▶ [Action item]
Only lines below containing the string "carries" should be counted; please give that count by itself.

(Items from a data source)
********
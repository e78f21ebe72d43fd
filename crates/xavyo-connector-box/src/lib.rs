//! Box Connector for xavyo
//!
//! This crate implements the xavyo-connector traits for the Box directory,
//! provisioning enterprise users and groups through the Box Content API.
//!
//! # Features
//!
//! - Create, read, search, update and delete for users and groups
//! - Attribute projection with minimal, standard and full tiers
//! - Login rename through the email alias swap Box requires
//! - Group membership reconciliation, partial or by full replacement
//! - Typed error classification of Box API failures
//! - Static developer tokens or client-credentials grants
//!
//! # Example
//!
//! ```no_run
//! use std::sync::Arc;
//! use xavyo_connector::prelude::*;
//! use xavyo_connector_box::{BoxAppSettings, BoxConfig, BoxConnector, ClientCredentials};
//!
//! # async fn example() -> Result<(), Box<dyn std::error::Error>> {
//! let config = BoxConfig::default();
//! let settings = BoxAppSettings::from_json(&std::fs::read_to_string("box_config.json")?)?;
//! let auth = Arc::new(ClientCredentials::from_app_settings(settings, config.token_url.clone()));
//!
//! let connector = BoxConnector::new(config, auth)?;
//! connector.test_connection().await?;
//!
//! let _uid = connector
//!     .create(
//!         ACCOUNT_OBJECT_CLASS,
//!         AttributeSet::new()
//!             .with(NAME, "ceo@example.com")
//!             .with("name", "Aaron Levie"),
//!     )
//!     .await?;
//! # Ok(())
//! # }
//! ```

mod auth;
mod classify;
mod client;
mod config;
mod connector;
mod mapper;
mod membership;
mod query;
mod retry;
mod schema;
mod update;

// Re-exports
pub use auth::{AuthProvider, ClientCredentials, StaticToken, TokenSubject};
pub use classify::{classify, FailureKind, RemoteOperation, ResourceKind};
pub use client::{
    HttpMethod, HttpRemoteClient, RemoteApi, RemoteError, RemoteRequest, RemoteResponse,
};
pub use config::{BoxAppSettings, BoxConfig, ProxyConfig, MAX_PAGE_SIZE};
pub use connector::BoxConnector;
pub use mapper::{AttributeMapper, CreatePayload, MembershipChange, RemoteResource, UpdatePlan};
pub use membership::{MembershipEdge, MembershipRole};
pub use retry::{LogVerbosity, RetryConfig};
pub use schema::{
    AttributeDefinition, Binding, BoxObjectClass, NotFoundPolicy, ObjectClassSchema, Projection,
    SchemaRegistry, Tier,
};
pub use update::{RenameOutcome, UpdateReport};
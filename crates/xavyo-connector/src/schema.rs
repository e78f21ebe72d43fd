//! Connector Framework schema types
//!
//! Types describing what a connector exposes to the host: object classes and
//! the attributes each one carries, with their create/update/read visibility.

use serde::{Deserialize, Serialize};

/// Host name for the account object class.
pub const ACCOUNT_OBJECT_CLASS: &str = "__ACCOUNT__";

/// Host name for the group object class.
pub const GROUP_OBJECT_CLASS: &str = "__GROUP__";

/// Schema of a target system.
#[derive(Debug, Clone, Default, PartialEq, Serialize, Deserialize)]
pub struct Schema {
    /// The object classes available in this schema.
    pub object_classes: Vec<ObjectClassInfo>,
}

impl Schema {
    /// Create a new empty schema.
    #[must_use]
    pub fn new() -> Self {
        Self::default()
    }

    /// Add an object class using builder pattern.
    #[must_use]
    pub fn with_object_class(mut self, object_class: ObjectClassInfo) -> Self {
        self.object_classes.push(object_class);
        self
    }

    /// Get an object class by name.
    pub fn get_object_class(&self, name: &str) -> Option<&ObjectClassInfo> {
        self.object_classes.iter().find(|oc| oc.name == name)
    }

    /// Get all object class names.
    pub fn object_class_names(&self) -> Vec<&str> {
        self.object_classes.iter().map(|oc| oc.name.as_str()).collect()
    }
}

/// An object class and its attributes.
#[derive(Debug, Clone, PartialEq, Serialize, Deserialize)]
pub struct ObjectClassInfo {
    /// Name the host uses for this object class.
    pub name: String,

    /// Attributes in declaration order.
    pub attributes: Vec<AttributeInfo>,
}

impl ObjectClassInfo {
    /// Create a new object class with no attributes.
    pub fn new(name: impl Into<String>) -> Self {
        Self {
            name: name.into(),
            attributes: Vec::new(),
        }
    }

    /// Add an attribute using builder pattern.
    #[must_use]
    pub fn with_attribute(mut self, attribute: AttributeInfo) -> Self {
        self.attributes.push(attribute);
        self
    }

    /// Get an attribute by name.
    pub fn get_attribute(&self, name: &str) -> Option<&AttributeInfo> {
        self.attributes.iter().find(|a| a.name == name)
    }

    /// Attributes that must be supplied on create.
    pub fn required_attributes(&self) -> Vec<&AttributeInfo> {
        self.attributes.iter().filter(|a| a.required).collect()
    }
}

/// Attribute metadata as seen by the host.
#[derive(Debug, Clone, PartialEq, Serialize, Deserialize)]
pub struct AttributeInfo {
    /// Attribute name used in attribute sets and deltas.
    pub name: String,

    /// Field name in the target system.
    pub native_name: String,

    /// Data type of the attribute values.
    pub data_type: AttributeDataType,

    #[serde(default)]
    pub multi_valued: bool,

    #[serde(default)]
    pub required: bool,

    #[serde(default = "default_true")]
    pub creatable: bool,

    #[serde(default = "default_true")]
    pub updatable: bool,

    #[serde(default = "default_true")]
    pub readable: bool,

    /// Whether the attribute is returned when the caller does not ask for it.
    #[serde(default = "default_true")]
    pub returned_by_default: bool,

    /// Whether values compare case-insensitively.
    #[serde(default)]
    pub case_insensitive: bool,
}

fn default_true() -> bool {
    true
}

/// Data type for schema attributes.
#[derive(Debug, Clone, Copy, PartialEq, Eq, Hash, Serialize, Deserialize)]
#[serde(rename_all = "lowercase")]
pub enum AttributeDataType {
    /// String/text value.
    String,
    /// 64-bit integer value.
    Long,
    /// Boolean value.
    Boolean,
    /// Timezone-qualified instant.
    DateTime,
}

impl AttributeDataType {
    /// Get the string representation.
    #[must_use]
    pub fn as_str(&self) -> &'static str {
        match self {
            AttributeDataType::String => "string",
            AttributeDataType::Long => "long",
            AttributeDataType::Boolean => "boolean",
            AttributeDataType::DateTime => "datetime",
        }
    }
}

impl std::fmt::Display for AttributeDataType {
    fn fmt(&self, f: &mut std::fmt::Formatter<'_>) -> std::fmt::Result {
        write!(f, "{}", self.as_str())
    }
}
//! # Connector Framework
//!
//! Core abstractions for connecting xavyo to external identity systems.
//!
//! This crate defines the contract between the provisioning host and a
//! connector: the object model exchanged on every call, the schema a
//! connector advertises, the typed error taxonomy, and the capability traits
//! a connector implements.
//!
//! ## Architecture
//!
//! The framework uses a capability-based trait system inspired by `ConnId`:
//!
//! - [`Connector`] - Base trait all connectors implement
//! - [`SchemaOp`] - Advertise object classes and attributes
//! - [`CreateOp`], [`UpdateDeltaOp`], [`DeleteOp`] - Write operations
//! - [`SearchOp`] - Streamed, interruptible search and single reads
//!
//! ## Example
//!
//! ```ignore
//! use xavyo_connector::prelude::*;
//!
//! connector.test_connection().await?;
//!
//! let attrs = AttributeSet::new()
//!     .with(NAME, "ceo@example.com")
//!     .with("name", "Aaron Levie");
//! let uid = connector.create(ACCOUNT_OBJECT_CLASS, attrs).await?;
//!
//! let deltas = AttributeDeltaSet::new()
//!     .with(AttributeDelta::replace_single(NAME, "ceo2@example.com"));
//! connector.update_delta(ACCOUNT_OBJECT_CLASS, &uid, deltas).await?;
//! ```
//!
//! ## Crate Organization
//!
//! - [`error`] - Error taxonomy with transient/permanent classification
//! - [`traits`] - Connector capability traits
//! - [`schema`] - Schema description types
//! - [`operation`] - Uid/Name, attribute sets and deltas, filters, options
//!
//! [`Connector`]: traits::Connector
//! [`SchemaOp`]: traits::SchemaOp
//! [`CreateOp`]: traits::CreateOp
//! [`UpdateDeltaOp`]: traits::UpdateDeltaOp
//! [`DeleteOp`]: traits::DeleteOp
//! [`SearchOp`]: traits::SearchOp

pub mod error;
pub mod operation;
pub mod schema;
pub mod traits;

/// Prelude module for convenient imports.
///
/// ```
/// use xavyo_connector::prelude::*;
/// ```
pub mod prelude {
    // Error handling
    pub use crate::error::{ConnectorError, ConnectorResult};

    // Traits
    pub use crate::traits::{
        Connector, CreateOp, DeleteOp, ResultsHandler, SchemaOp, SearchOp, UpdateDeltaOp,
    };

    // Schema
    pub use crate::schema::{
        AttributeDataType, AttributeInfo, ObjectClassInfo, Schema, ACCOUNT_OBJECT_CLASS,
        GROUP_OBJECT_CLASS,
    };

    // Operations
    pub use crate::operation::{
        AttributeDelta, AttributeDeltaSet, AttributeSet, AttributeValue, ConnectorObject, Filter,
        Name, OperationOptions, Uid, ENABLE, NAME, UID,
    };
}

// Re-export async_trait for connector implementors
pub use async_trait::async_trait;
//! Connector Framework error types
//!
//! The typed failure taxonomy surfaced to the host, with transient/permanent
//! classification for retry decisions.

use thiserror::Error;

/// Error that can occur during connector operations.
#[derive(Debug, Error)]
pub enum ConnectorError {
    // Connection errors (transient)
    /// The remote system could not be reached at all.
    #[error("connection failed: {message}")]
    ConnectionFailed {
        message: String,
        #[source]
        source: Option<Box<dyn std::error::Error + Send + Sync>>,
    },

    /// The remote system asked for the request to be reissued later
    /// (rate limiting, optimistic concurrency, server overload).
    #[error("retryable failure{}: {message}", status_suffix(.status))]
    Retryable { status: Option<u16>, message: String },

    // Credential errors (permanent)
    /// The credential was rejected or has been revoked.
    #[error("security error: {message}")]
    Security { message: String },

    /// The credential is valid but lacks the rights for the operation.
    #[error("permission denied: {message}")]
    PermissionDenied { message: String },

    // Object errors (permanent)
    /// An object with the same identity already exists.
    #[error("object already exists: {identifier}")]
    AlreadyExists { identifier: String },

    /// The referenced object does not exist.
    #[error("unknown uid: {uid}")]
    UnknownUid { uid: String },

    /// An attribute is unknown, not writable, or carries a badly shaped value.
    #[error("invalid attribute '{attribute}': {message}")]
    InvalidAttribute { attribute: String, message: String },

    /// A required attribute is missing or blank.
    #[error("missing required attribute '{attribute}'")]
    MissingRequiredAttribute { attribute: String },

    /// The object class is not handled by this connector.
    #[error("unsupported object class: {object_class}")]
    UnsupportedObjectClass { object_class: String },

    // Configuration errors (permanent)
    /// Connector configuration is invalid.
    #[error("invalid configuration: {message}")]
    InvalidConfiguration { message: String },

    /// A remote failure that matches no known category, passed through with
    /// the original detail.
    #[error("unclassified remote failure (status {status:?}, code {code:?}): {message}")]
    Unclassified {
        status: Option<u16>,
        code: Option<String>,
        message: String,
    },

    /// A payload could not be encoded or decoded.
    #[error("serialization error: {message}")]
    Serialization { message: String },
}

impl ConnectorError {
    /// Check if this error is transient and the operation should be retried.
    pub fn is_transient(&self) -> bool {
        matches!(
            self,
            ConnectorError::ConnectionFailed { .. } | ConnectorError::Retryable { .. }
        )
    }

    /// Check if this error is permanent and retry won't help.
    pub fn is_permanent(&self) -> bool {
        !self.is_transient()
    }

    /// Get an error code for classification.
    pub fn error_code(&self) -> &'static str {
        match self {
            ConnectorError::ConnectionFailed { .. } => "CONNECTION_FAILED",
            ConnectorError::Retryable { .. } => "RETRYABLE",
            ConnectorError::Security { .. } => "SECURITY_ERROR",
            ConnectorError::PermissionDenied { .. } => "PERMISSION_DENIED",
            ConnectorError::AlreadyExists { .. } => "ALREADY_EXISTS",
            ConnectorError::UnknownUid { .. } => "UNKNOWN_UID",
            ConnectorError::InvalidAttribute { .. } => "INVALID_ATTRIBUTE",
            ConnectorError::MissingRequiredAttribute { .. } => "MISSING_REQUIRED_ATTRIBUTE",
            ConnectorError::UnsupportedObjectClass { .. } => "UNSUPPORTED_OBJECT_CLASS",
            ConnectorError::InvalidConfiguration { .. } => "INVALID_CONFIG",
            ConnectorError::Unclassified { .. } => "UNCLASSIFIED",
            ConnectorError::Serialization { .. } => "SERIALIZATION_ERROR",
        }
    }

    // Convenience constructors

    /// Create a connection failed error.
    pub fn connection_failed(message: impl Into<String>) -> Self {
        ConnectorError::ConnectionFailed {
            message: message.into(),
            source: None,
        }
    }

    /// Create a connection failed error with source.
    pub fn connection_failed_with_source(
        message: impl Into<String>,
        source: impl std::error::Error + Send + Sync + 'static,
    ) -> Self {
        ConnectorError::ConnectionFailed {
            message: message.into(),
            source: Some(Box::new(source)),
        }
    }

    /// Create an invalid attribute error.
    pub fn invalid_attribute(attribute: impl Into<String>, message: impl Into<String>) -> Self {
        ConnectorError::InvalidAttribute {
            attribute: attribute.into(),
            message: message.into(),
        }
    }

    /// Create a missing required attribute error.
    pub fn missing_required(attribute: impl Into<String>) -> Self {
        ConnectorError::MissingRequiredAttribute {
            attribute: attribute.into(),
        }
    }

    /// Create an unknown uid error.
    pub fn unknown_uid(uid: impl Into<String>) -> Self {
        ConnectorError::UnknownUid { uid: uid.into() }
    }

    /// Create an invalid configuration error.
    pub fn invalid_configuration(message: impl Into<String>) -> Self {
        ConnectorError::InvalidConfiguration {
            message: message.into(),
        }
    }
}

fn status_suffix(status: &Option<u16>) -> String {
    status.map(|s| format!(" (status {s})")).unwrap_or_default()
}

/// Result type for connector operations.
pub type ConnectorResult<T> = Result<T, ConnectorError>;

#[cfg(test)]
mod tests {
    use super::*;

    #[test]
    fn test_transient_errors() {
        let transient_errors = vec![
            ConnectorError::connection_failed("test"),
            ConnectorError::Retryable {
                status: Some(429),
                message: "rate limited".to_string(),
            },
        ];

        for err in transient_errors {
            assert!(
                err.is_transient(),
                "Expected {} to be transient",
                err.error_code()
            );
            assert!(
                !err.is_permanent(),
                "Expected {} to not be permanent",
                err.error_code()
            );
        }
    }

    #[test]
    fn test_permanent_errors() {
        let permanent_errors = vec![
            ConnectorError::Security {
                message: "token revoked".to_string(),
            },
            ConnectorError::PermissionDenied {
                message: "test".to_string(),
            },
            ConnectorError::AlreadyExists {
                identifier: "ceo@example.com".to_string(),
            },
            ConnectorError::unknown_uid("11446498"),
            ConnectorError::invalid_attribute("role", "bad value"),
            ConnectorError::missing_required("__NAME__"),
            ConnectorError::Unclassified {
                status: Some(418),
                code: None,
                message: "teapot".to_string(),
            },
        ];

        for err in permanent_errors {
            assert!(
                err.is_permanent(),
                "Expected {} to be permanent",
                err.error_code()
            );
        }
    }

    #[test]
    fn test_error_codes() {
        assert_eq!(
            ConnectorError::unknown_uid("1").error_code(),
            "UNKNOWN_UID"
        );
        assert_eq!(
            ConnectorError::missing_required("name").error_code(),
            "MISSING_REQUIRED_ATTRIBUTE"
        );
        assert_eq!(
            ConnectorError::invalid_configuration("x").error_code(),
            "INVALID_CONFIG"
        );
    }

    #[test]
    fn test_error_display() {
        let err = ConnectorError::Retryable {
            status: Some(503),
            message: "service unavailable".to_string(),
        };
        assert_eq!(
            err.to_string(),
            "retryable failure (status 503): service unavailable"
        );

        let err = ConnectorError::Retryable {
            status: None,
            message: "blocked".to_string(),
        };
        assert_eq!(err.to_string(), "retryable failure: blocked");

        let err = ConnectorError::invalid_attribute("space_amount", "expected a long");
        assert_eq!(
            err.to_string(),
            "invalid attribute 'space_amount': expected a long"
        );
    }

    #[test]
    fn test_error_with_source() {
        let source_err = std::io::Error::new(std::io::ErrorKind::Other, "underlying error");
        let err = ConnectorError::connection_failed_with_source("failed", source_err);

        assert!(err.is_transient());
        if let ConnectorError::ConnectionFailed { source, .. } = &err {
            assert!(source.is_some());
        } else {
            panic!("Expected ConnectionFailed variant");
        }
    }
}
********
▶ [Problem solution]
2